Registered: Sep 2020
Posts: 436

Rep: Reputation: Disabled
Post Can I use "cURL" or "wget" to click on the links on a page?


Hello,
On a web page, I want to click on all links. Can I use "cURL" or "wget" for this task?
I saw https://askubuntu.com/questions/6390...tiple-webpages and also found below "wget" command:
Code:
$ wget -r -p -k http://website
But, it download whole of a web site. I just want to click on all links on a page.
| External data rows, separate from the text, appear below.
//! Legal move generation: every piece slides like a rook through empty squares.
//!
//! The throne is special: only the king may stop on it, other pieces may slide over it while it is empty,
//! and once it is occupied it blocks every piece.
use std::ops::ControlFlow;

use internal_iterator::InternalIterator;

use crate::board::Side;
use crate::game::grid::Grid;
use crate::game::mv::Move;
use crate::game::piece::Piece;
use crate::game::square::{Direction, Square, THRONE};

/// Iterator over the squares a piece standing on `from` can reach in a single direction.
#[derive(Debug, Clone)]
pub struct Slide<'a> {
    grid: &'a Grid,
    from: Square,
    dir: Direction,
    steps: u8,
    king: bool,
    done: bool,
}

impl<'a> Slide<'a> {
    pub fn new(grid: &'a Grid, from: Square, dir: Direction) -> Self {
        Slide {
            grid,
            from,
            dir,
            steps: 0,
            king: grid[from] == Piece::King,
            done: false,
        }
    }
}

impl Iterator for Slide<'_> {
    type Item = Square;

    fn next(&mut self) -> Option<Square> {
        while !self.done {
            self.steps += 1;

            let square = match self.from.step(self.dir, self.steps) {
                Some(square) if self.grid[square].is_empty() => square,
                _ => {
                    self.done = true;
                    break;
                }
            };

            // the empty throne can be crossed by anyone but only the king can stop there
            if square == THRONE && !self.king {
                continue;
            }

            return Some(square);
        }

        None
    }
}

/// All legal moves for the piece on `from`, in north, east, south, west order.
pub fn moves_from(grid: &Grid, from: Square) -> impl Iterator<Item = Move> + '_ {
    Direction::ALL
        .into_iter()
        .flat_map(move |dir| Slide::new(grid, from, dir))
        .map(move |to| Move::new_unchecked(from, to))
}

/// Whether `from-to` is a straight line with every square after `from` empty.
pub fn is_unblocked_move(grid: &Grid, from: Square, to: Square) -> bool {
    let path = from.all_between(to);
    !path.is_empty() && path.iter().all(|&sq| grid[sq].is_empty())
}

/// Internal iterator over all legal moves of `side`, ignoring whose turn it is.
///
/// Moves are yielded ordered by square index of the moving piece, then by direction.
#[derive(Debug, Clone)]
pub struct SideMoves<'a> {
    grid: &'a Grid,
    side: Side,
}

impl<'a> SideMoves<'a> {
    pub fn new(grid: &'a Grid, side: Side) -> Self {
        SideMoves { grid, side }
    }
}

impl InternalIterator for SideMoves<'_> {
    type Item = Move;

    fn try_for_each<R, F: FnMut(Self::Item) -> ControlFlow<R>>(self, mut f: F) -> ControlFlow<R> {
        for from in self.grid.squares_of(self.side) {
            for mv in moves_from(self.grid, from) {
                f(mv)?;
            }
        }

        ControlFlow::Continue(())
    }
}

/// Whether `side` has at least one legal move.
pub fn has_move(grid: &Grid, side: Side) -> bool {
    grid.squares_of(side).any(|from| moves_from(grid, from).next().is_some())
}
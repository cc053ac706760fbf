//! Utilities to generate a `Board` in a random state.
use rand::Rng;

use crate::board::{Board, BoardDone, Outcome};

/// Play the given moves, starting from `start`.
pub fn board_with_moves<B: Board>(start: B, moves: &[B::Move]) -> B {
    let mut curr = start;
    for &mv in moves {
        assert!(!curr.is_done(), "Board already done, playing {} on {}", mv, curr);
        assert_eq!(
            curr.is_available_move(mv),
            Ok(true),
            "Move not available, playing {} on {}",
            mv,
            curr
        );
        // SAFETY: the move was just checked to be available
        curr.play(mv).unwrap();
    }
    curr
}

/// Generate a `Board` by playing `n` random moves on `start`.
/// Retries from scratch whenever the game ends before `n` moves are played.
pub fn random_board_with_moves<B: Board>(start: &B, n: u32, rng: &mut impl Rng) -> B {
    'new_try: loop {
        let mut board = start.clone();
        for _ in 0..n {
            match board.play_random_available_move(rng) {
                Ok(()) => {}
                Err(BoardDone) => continue 'new_try,
            }
        }
        return board;
    }
}

/// Generate a random `Board` with a specific `Outcome`.
pub fn random_board_with_outcome<B: Board>(start: &B, outcome: Outcome, rng: &mut impl Rng) -> B {
    loop {
        let mut board = start.clone();
        while let Ok(()) = board.play_random_available_move(rng) {}

        if board.outcome() == Some(outcome) {
            return board;
        }
    }
}

/// Iterator over randomly generated boards.
/// Yields all intermediate boards, including the start and end of each simulation.
#[derive(Debug, Clone)]
pub struct RandomBoardIterator<B: Board, R: Rng> {
    start: B,
    rng: R,
    curr: B,
}

impl<B: Board, R: Rng> RandomBoardIterator<B, R> {
    pub fn new(start: B, rng: R) -> Result<Self, BoardDone> {
        start.check_done()?;
        Ok(RandomBoardIterator {
            start: start.clone(),
            rng,
            curr: start,
        })
    }
}

impl<B: Board, R: Rng> Iterator for RandomBoardIterator<B, R> {
    type Item = B;

    fn next(&mut self) -> Option<Self::Item> {
        let result = self.curr.clone();

        match self.curr.play_random_available_move(&mut self.rng) {
            Ok(()) => {}
            Err(BoardDone) => {
                self.curr = self.start.clone();
            }
        }

        Some(result)
    }
}
use std::fmt::{Display, Formatter};

use crate::board::Side;

/// The contents of a single square.
#[derive(Debug, Copy, Clone, Eq, PartialEq, Hash, Default)]
pub enum Piece {
    #[default]
    Empty,
    Attacker,
    Defender,
    King,
}

impl Piece {
    pub const ALL: [Piece; 4] = [Piece::Empty, Piece::Attacker, Piece::Defender, Piece::King];

    /// The side owning this piece. The king belongs to the defenders.
    pub fn side(self) -> Option<Side> {
        match self {
            Piece::Empty => None,
            Piece::Attacker => Some(Side::Attacker),
            Piece::Defender | Piece::King => Some(Side::Defender),
        }
    }

    pub fn is_empty(self) -> bool {
        self == Piece::Empty
    }

    /// Single character representation, using the classic black/white naming for attackers/defenders.
    pub fn to_char(self) -> char {
        match self {
            Piece::Empty => '-',
            Piece::Attacker => 'B',
            Piece::Defender => 'W',
            Piece::King => 'K',
        }
    }

    pub fn from_char(c: char) -> Option<Piece> {
        Piece::ALL.into_iter().find(|p| p.to_char() == c)
    }
}

impl Display for Piece {
    fn fmt(&self, f: &mut Formatter<'_>) -> std::fmt::Result {
        write!(f, "{}", self.to_char())
    }
}
//! Various utility functions.
pub mod board_gen;
pub mod bot_game;
pub mod game_stats;
pub mod tiny;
For example, Consider https://www.amazon.com/s?k=linux&i=s...ref=nb_sb_noss URL, you can see a list of books on that page, I want to use cURL or wget tool, to click on all books on that page.

Thank you.
 
Old 03-25-2021, 12:28 PM   #2
crts
Senior Member
 
Registered: Jan 2010
Posts: 2,020

Rep: Reputation: 757Reputation: 757Reputation: 757Reputation: 757Reputation: 757Reputation: 757Reputation: 757
No, you cannot 'click' with wget or curl. You may be able to simulate a 'click' by transmitting the data that may have been transmitted as a result from a 'click' but therefor you would first need to analyze the traffic that results from aforementioned 'click'.

Besides, some websites are implemented almost entirely with javascript and clicks may be processed entirely by javascript. Neither of those CLI tools can process javascript.

Last edited by crts; 03-25-2021 at 12:32 PM.
 
Old 03-25-2021, 02:00 PM   #3
dc.901
Senior Member
 
Registered: Aug 2018
Location: Atlanta, GA - USA
Distribution: CentOS/RHEL, openSuSE/SLES, Ubuntu
Posts: 1,005

Rep: Reputation: 370Reputation: 370Reputation: 370Reputation: 370
So, I am assuming you want to "crawl" and "scrape" website(s). You can do that, but I doubt it will be with a single line...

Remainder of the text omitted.